#define AA 49.05 // aceleración soportada por los astronautas 5*g (letal en pocos segundos)
#define EV 3.0E3 // "exhaust velocity" de los gases 3 km/s (2.5 km/s en 1969)
#define MC 2941.12E3 // masa del cohete Saturn V (misión Apollo 11) 2941.12 toneladas
#define DT 0.001 // incremento de tiempo por iteración de cálculo 0.001 segundos
This means that we calculate the case much more favorable (although not possible) in which the Saturn V moves according to a single stage while has fuel with constant maximum acceleration 5*g supported by the astronauts, that is an acceleration surely too high so that the human being can survive more than 30 seconds, and with an "exhaust velocity" of the gases of 3 km/s, that is higher than the value used by the Saturn V engines in 1969 (about 2.5 km/s).
Specific impulse (Isp)
F-1 engines: Isp = 263 [s]
J-2 engines: Isp = 421 [s]
"Exhaust velocity" of the gases (EV)
F-1 engines: EV = 263*9.81 = 2580.03 [m/s]
J-2 engines: EV = 421*9.81 = 4130.01 [m/s]
F-1 engines uses about 78.7 % of the fuel
In this case much more favorable the inert weight that would be released in the stages if the rocket was multistage is considered fuel that we continue using with a single stage.
Remember that the gravitational force is conservative, and the increase of mechanical energy (potential energy + kinetic energy) of the rocket only comes from the fuel consumption of the rocket.
We compile it:
[Windows VC++]
cl /EHsc exhaust_velocity2.c
[Linux]
gcc exhaust_velocity2.c -o exhaust_velocity2
We execute it:
exhaust_velocity2 > results.txt
We obtain a file results.txt of 215 MBytes. At the end of this file we can read:
Tiempo : 250.07 [s]
Velocidad de salida de los gases respecto al cohete : 3000 [m/s]
Masa de gas expulsada por segundo : 806.064 [kg/s]
Masa restante del cohete : 49300.5 [kg]
Masa restante del cohete (porcentaje) : 1.67625 [%]

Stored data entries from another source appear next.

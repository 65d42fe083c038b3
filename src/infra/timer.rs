//! Delay timer: one thread firing cancelable actions at their deadlines.
//!
//! Entries live in a min-heap ordered by deadline (ties broken by insertion
//! order). The thread sleeps on a `parking_lot::Condvar` until the earliest
//! deadline or until a new, earlier entry arrives.

use std::cmp::Ordering as CmpOrdering;
use std::collections::BinaryHeap;
use std::sync::Arc;
use std::thread::{self, JoinHandle};
use std::time::{Duration, Instant};

use parking_lot::{Condvar, Mutex};
use tracing::{debug, warn};

use crate::core::error::SchedulerError;
use crate::core::handle::TaskHandle;

type TimerAction = Box<dyn FnOnce() + Send + 'static>;

struct TimerEntry {
    deadline: Instant,
    seq: u64,
    handle: TaskHandle,
    action: TimerAction,
}

impl PartialEq for TimerEntry {
    fn eq(&self, other: &Self) -> bool {
        self.deadline == other.deadline && self.seq == other.seq
    }
}

impl Eq for TimerEntry {}

impl PartialOrd for TimerEntry {
    fn partial_cmp(&self, other: &Self) -> Option<CmpOrdering> {
        Some(self.cmp(other))
    }
}

impl Ord for TimerEntry {
    fn cmp(&self, other: &Self) -> CmpOrdering {
        // Reversed: BinaryHeap is a max-heap, the earliest deadline must pop first.
        other
            .deadline
            .cmp(&self.deadline)
            .then_with(|| other.seq.cmp(&self.seq))
    }
}

#[derive(Default)]
struct TimerState {
    entries: BinaryHeap<TimerEntry>,
    next_seq: u64,
    shutdown: bool,
}

struct TimerShared {
    state: Mutex<TimerState>,
    wake: Condvar,
}

/// Single-threaded delay timer.
pub struct DelayTimer {
    shared: Arc<TimerShared>,
    thread: Mutex<Option<JoinHandle<()>>>,
}

impl DelayTimer {
    /// Spawn the timer thread.
    ///
    /// # Errors
    ///
    /// Returns [`SchedulerError::ThreadSpawn`] if the OS refuses the thread.
    pub fn new(name: &str) -> Result<Self, SchedulerError> {
        let shared = Arc::new(TimerShared {
            state: Mutex::new(TimerState::default()),
            wake: Condvar::new(),
        });
        let worker_shared = Arc::clone(&shared);
        let thread = thread::Builder::new()
            .name(name.to_string())
            .spawn(move || timer_loop(&worker_shared))
            .map_err(|e| SchedulerError::ThreadSpawn {
                name: name.to_string(),
                message: e.to_string(),
            })?;
        Ok(Self {
            shared,
            thread: Mutex::new(Some(thread)),
        })
    }

    /// Run `action` after `delay` unless `handle` is canceled first.
    ///
    /// Returns `false` if the timer has been shut down; the action is dropped.
    pub fn schedule<F>(&self, delay: Duration, handle: TaskHandle, action: F) -> bool
    where
        F: FnOnce() + Send + 'static,
    {
        let mut state = self.shared.state.lock();
        if state.shutdown {
            return false;
        }
        let seq = state.next_seq;
        state.next_seq += 1;
        let deadline = Instant::now() + delay;
        let wakes_earlier = state
            .entries
            .peek()
            .is_none_or(|head| deadline < head.deadline);
        state.entries.push(TimerEntry {
            deadline,
            seq,
            handle,
            action: Box::new(action),
        });
        drop(state);
        if wakes_earlier {
            self.shared.wake.notify_one();
        }
        true
    }

    /// Number of entries not yet fired, canceled ones included.
    #[must_use]
    pub fn pending(&self) -> usize {
        self.shared.state.lock().entries.len()
    }

    /// Drop canceled entries whose deadline has not come yet.
    pub fn purge_canceled(&self) -> usize {
        let mut state = self.shared.state.lock();
        let before = state.entries.len();
        state.entries.retain(|e| !e.handle.is_canceled());
        before - state.entries.len()
    }

    /// Stop the thread, discarding pending entries.
    ///
    /// Joins the thread unless called from the timer thread itself.
    pub fn shutdown(&self) {
        let discarded = {
            let mut state = self.shared.state.lock();
            if state.shutdown {
                return;
            }
            state.shutdown = true;
            std::mem::take(&mut state.entries)
        };
        self.shared.wake.notify_all();
        // Pending actions own tasks; drop them outside the lock.
        drop(discarded);

        let Some(handle) = self.thread.lock().take() else {
            return;
        };
        if handle.thread().id() == thread::current().id() {
            debug!("delay timer shut down from its own thread; not joining");
            return;
        }
        if handle.join().is_err() {
            warn!("delay timer thread panicked");
        }
    }
}

impl Drop for DelayTimer {
    fn drop(&mut self) {
        // Signal only; joining here could block a worker that drops the last
        // scheduler reference.
        let discarded = {
            let mut state = self.shared.state.lock();
            state.shutdown = true;
            std::mem::take(&mut state.entries)
        };
        self.shared.wake.notify_all();
        drop(discarded);
    }
}

fn timer_loop(shared: &TimerShared) {
    debug!("delay timer started");
    let mut state = shared.state.lock();
    loop {
        if state.shutdown {
            break;
        }
        let now = Instant::now();
        match state.entries.peek().map(|e| e.deadline) {
            None => shared.wake.wait(&mut state),
            Some(deadline) if deadline > now => {
                shared.wake.wait_until(&mut state, deadline);
            }
            Some(_) => {
                let Some(entry) = state.entries.pop() else {
                    continue;
                };
                // Fire (or discard) without the lock: actions re-enter the scheduler.
                drop(state);
                if !entry.handle.is_canceled() {
                    (entry.action)();
                }
                state = shared.state.lock();
            }
        }
    }
    debug!("delay timer exiting");
}
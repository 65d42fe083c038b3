//! Task data model: configuration, priority tiers, execution environments.

use std::fmt;

use serde::{Deserialize, Serialize};

/// Caller-chosen task identifier.
///
/// Ids are not required to be unique; the latest submission under an id wins
/// for cancellation purposes.
pub type TaskId = String;

/// Priority tier used to flush tasks buffered while the scheduler is paused.
///
/// Ordered `Low < Normal < High`.
#[derive(
    Debug, Clone, Copy, Default, PartialEq, Eq, PartialOrd, Ord, Hash, Serialize, Deserialize,
)]
#[serde(rename_all = "SCREAMING_SNAKE_CASE")]
pub enum TaskPriority {
    /// Background work such as prefetching.
    Low,
    /// Regular work.
    #[default]
    Normal,
    /// Work visible to the user right now.
    High,
}

impl TaskPriority {
    /// Order in which buffered tiers are flushed on resume.
    pub const DRAIN_ORDER: [Self; 3] = [Self::High, Self::Normal, Self::Low];

    pub(crate) const fn tier(self) -> usize {
        match self {
            Self::High => 0,
            Self::Normal => 1,
            Self::Low => 2,
        }
    }
}

/// Worker context a task must run on.
#[derive(Debug, Clone, Copy, PartialEq, Eq, Hash, Serialize, Deserialize)]
#[serde(rename_all = "SCREAMING_SNAKE_CASE")]
pub enum ExecutionEnvironment {
    /// Blocking I/O: network, disk.
    Io,
    /// CPU-bound work: decoding, tessellation, layout.
    Computation,
    /// Anything else.
    Default,
    /// The render thread that owns the GPU context.
    Graphics,
}

impl ExecutionEnvironment {
    /// Environments served by a worker pool.
    pub const POOLED: [Self; 3] = [Self::Io, Self::Computation, Self::Default];

    /// Lowercase name used in logs, thread names and snapshots.
    #[must_use]
    pub const fn as_str(self) -> &'static str {
        match self {
            Self::Io => "io",
            Self::Computation => "computation",
            Self::Default => "default",
            Self::Graphics => "graphics",
        }
    }
}

impl fmt::Display for ExecutionEnvironment {
    fn fmt(&self, f: &mut fmt::Formatter<'_>) -> fmt::Result {
        f.write_str(self.as_str())
    }
}

/// Metadata describing a task.
#[derive(Debug, Clone, PartialEq, Eq, Serialize, Deserialize)]
pub struct TaskConfig {
    /// Identifier used for cancellation.
    pub id: TaskId,
    /// Delay before dispatch, in milliseconds.
    #[serde(default)]
    pub delay_ms: u64,
    /// Tier used when the task is buffered while paused.
    #[serde(default)]
    pub priority: TaskPriority,
    /// Where the task runs.
    pub environment: ExecutionEnvironment,
}

impl TaskConfig {
    /// Create a zero-delay, normal-priority config.
    pub fn new(id: impl Into<TaskId>, environment: ExecutionEnvironment) -> Self {
        Self {
            id: id.into(),
            delay_ms: 0,
            priority: TaskPriority::Normal,
            environment,
        }
    }

    /// Create a config with a freshly generated unique id.
    #[must_use]
    pub fn anonymous(environment: ExecutionEnvironment) -> Self {
        Self::new(uuid::Uuid::new_v4().to_string(), environment)
    }

    /// Set the priority tier.
    #[must_use]
    pub const fn with_priority(mut self, priority: TaskPriority) -> Self {
        self.priority = priority;
        self
    }

    /// Set the dispatch delay in milliseconds.
    #[must_use]
    pub const fn with_delay_ms(mut self, delay_ms: u64) -> Self {
        self.delay_ms = delay_ms;
        self
    }
}

/// A unit of schedulable work: a config plus one runnable.
///
/// The runnable is consumed by [`Task::run`], so a task value can execute at
/// most once.
pub struct Task {
    config: TaskConfig,
    runnable: Box<dyn FnOnce() + Send + 'static>,
}

impl Task {
    /// Bind a closure to a config.
    pub fn new<F>(config: TaskConfig, runnable: F) -> Self
    where
        F: FnOnce() + Send + 'static,
    {
        Self {
            config,
            runnable: Box::new(runnable),
        }
    }

    /// Task metadata.
    #[must_use]
    pub const fn config(&self) -> &TaskConfig {
        &self.config
    }

    /// Task id.
    #[must_use]
    pub fn id(&self) -> &str {
        &self.config.id
    }

    pub(crate) fn config_mut(&mut self) -> &mut TaskConfig {
        &mut self.config
    }

    /// Run the task on the current thread.
    pub fn run(self) {
        (self.runnable)();
    }

    pub(crate) fn into_parts(self) -> (TaskConfig, Box<dyn FnOnce() + Send + 'static>) {
        (self.config, self.runnable)
    }
}

impl fmt::Debug for Task {
    fn fmt(&self, f: &mut fmt::Formatter<'_>) -> fmt::Result {
        f.debug_struct("Task")
            .field("config", &self.config)
            .finish_non_exhaustive()
    }
}
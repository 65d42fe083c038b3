//! Fallback graphics queue for hosts that drive GPU work themselves.
//!
//! When no [`GraphicsTaskSink`](super::executor::GraphicsTaskSink) is bound,
//! graphics tasks collect here and the host drains them from its own render
//! callback with [`Scheduler::run_graphics_tasks`](super::Scheduler::run_graphics_tasks).

use std::collections::VecDeque;
use std::panic::{catch_unwind, AssertUnwindSafe};
use std::sync::Arc;
use std::time::{Duration, Instant};

use parking_lot::{Mutex, RwLock};
use tracing::error;

use super::error::{panic_message, TaskExecutionError};
use super::executor::GraphicsTaskSink;
use super::task::{ExecutionEnvironment, Task};

/// FIFO of graphics tasks drained in bounded batches.
#[derive(Debug, Default)]
pub struct GraphicsQueue {
    tasks: Mutex<VecDeque<Task>>,
}

impl GraphicsQueue {
    /// Create an empty queue.
    #[must_use]
    pub fn new() -> Self {
        Self::default()
    }

    /// Append a task.
    pub fn push(&self, task: Task) {
        self.tasks.lock().push_back(task);
    }

    /// Number of queued tasks.
    #[must_use]
    pub fn len(&self) -> usize {
        self.tasks.lock().len()
    }

    /// Whether the queue is empty.
    #[must_use]
    pub fn is_empty(&self) -> bool {
        self.tasks.lock().is_empty()
    }

    /// Drop every queued task with this id. Returns how many were dropped.
    pub fn remove(&self, id: &str) -> usize {
        let mut tasks = self.tasks.lock();
        let before = tasks.len();
        tasks.retain(|t| t.id() != id);
        before - tasks.len()
    }

    /// Remove and return every queued task in FIFO order.
    pub fn take_all(&self) -> Vec<Task> {
        self.tasks.lock().drain(..).collect()
    }

    /// Run up to `max_tasks` tasks on the calling thread, stopping early once
    /// `budget` has elapsed. At least one task runs if any is queued.
    ///
    /// Returns `true` if tasks remain afterwards.
    pub fn run_batch(&self, max_tasks: usize, budget: Duration) -> bool {
        let started = Instant::now();
        for _ in 0..max_tasks {
            // Pop under the lock, run outside it: tasks may enqueue more work.
            let Some(task) = self.tasks.lock().pop_front() else {
                return false;
            };
            run_isolated(task);
            if started.elapsed() >= budget {
                break;
            }
        }
        !self.is_empty()
    }
}

/// Bound graphics sink, if any.
pub(crate) type SinkSlot = RwLock<Option<Arc<dyn GraphicsTaskSink>>>;

/// Hand-off buffer between the scheduler lock and the graphics sink.
///
/// Tasks are pushed while the scheduler lock is held, so push order is routing
/// order. [`flush`](Self::flush) forwards them after that lock is released.
/// Only one thread forwards at a time; a sink that re-enters the scheduler
/// appends to this buffer and the running flush picks the task up.
///
/// Each task is popped and its destination chosen under the sink slot's read
/// lock, so binding a sink (which holds the write lock) never interleaves
/// with a task on its way to the fallback queue.
#[derive(Debug, Default)]
pub(crate) struct GraphicsOutbox {
    state: Mutex<OutboxState>,
}

#[derive(Debug, Default)]
struct OutboxState {
    tasks: VecDeque<Task>,
    forwarding: bool,
}

struct ForwardingGuard<'a>(&'a GraphicsOutbox);

impl Drop for ForwardingGuard<'_> {
    fn drop(&mut self) {
        // Normal exits clear the flag under the lock; this only covers unwinding.
        if std::thread::panicking() {
            self.0.state.lock().forwarding = false;
        }
    }
}

impl GraphicsOutbox {
    pub(crate) fn push(&self, task: Task) {
        self.state.lock().tasks.push_back(task);
    }

    /// Put `tasks` ahead of everything waiting, keeping their order.
    pub(crate) fn push_front_all(&self, tasks: Vec<Task>) {
        let mut state = self.state.lock();
        for task in tasks.into_iter().rev() {
            state.tasks.push_front(task);
        }
    }

    /// Forward waiting tasks to the bound sink, or park them in `fallback`
    /// while none is bound. Returns at once if another thread is forwarding.
    pub(crate) fn flush(&self, sink: &SinkSlot, fallback: &GraphicsQueue) {
        {
            let mut state = self.state.lock();
            if state.forwarding || state.tasks.is_empty() {
                return;
            }
            state.forwarding = true;
        }
        let _guard = ForwardingGuard(self);
        loop {
            let (task, target) = {
                let bound = sink.read();
                let mut state = self.state.lock();
                let Some(task) = state.tasks.pop_front() else {
                    state.forwarding = false;
                    return;
                };
                drop(state);
                match bound.as_ref() {
                    Some(target) => (task, Arc::clone(target)),
                    None => {
                        fallback.push(task);
                        continue;
                    }
                }
            };
            // The sink may re-enter the scheduler, so no lock is held here.
            target.schedule_graphics(task);
        }
    }
}

/// Run a graphics task, containing any panic to the task itself.
pub(crate) fn run_isolated(task: Task) {
    let (config, runnable) = task.into_parts();
    if let Err(payload) = catch_unwind(AssertUnwindSafe(runnable)) {
        let err = TaskExecutionError {
            task_id: config.id,
            environment: ExecutionEnvironment::Graphics,
            message: panic_message(payload.as_ref()),
        };
        error!(error = %err, "graphics task panicked");
    }
}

Empuje del cohete : 2.41819e+006 [N]
Fuerza total sobre el cohete : 2.08034e+006 [N]
Aceleración sufrida por los astronautas : 49.05 [m/(s^2)]
Aceleración del cohete : 42.1972 [m/(s^2)]
Velocidad del cohete : 10087.9 [m/s]
Velocidad del cohete (km/h) : 36316.3 [km/h]
Velocidad de escape : 10087.9 [m/s] MAL
Velocidad de escape (km/h) : 36316.3 [km/h]
Posición del cohete : 7.62431e+006 [m]
Altura del cohete sobre la superficie de la Tierra : 1.24531e+006 [m]
Altura del cohete sobre la superficie de la Tierra (km) : 1245.31 [km]
Distancia del cohete a la superficie de la Luna : 3.47037e+008 [m]
Distancia del cohete a la superficie de la Luna (km) : 347037 [km]
NOTE: The rocket thrust in this case is much greater than the supported by the engines during much of the ascent. We can reduce the thrust reducing the ascent acceleration, but then we increase the fuel consumption necessary to reach the Moon.
If we add the inert weight remaining and the fuel for the return we obtain:
25000+4305+4045+33200+51160+12250+8910 = 138870 [pounds] = 62990.4 [kg]
But
49300.5 [kg] < 62990.4 [kg]
Then we can say that in this case much more favorable there is not sufficient fuel to reach the Moon.
As consequence immediate in any case less favorable than this there is not sufficient fuel to reach the Moon.
Therefore in the Apollo 11 mission there was not sufficient fuel to reach the Moon.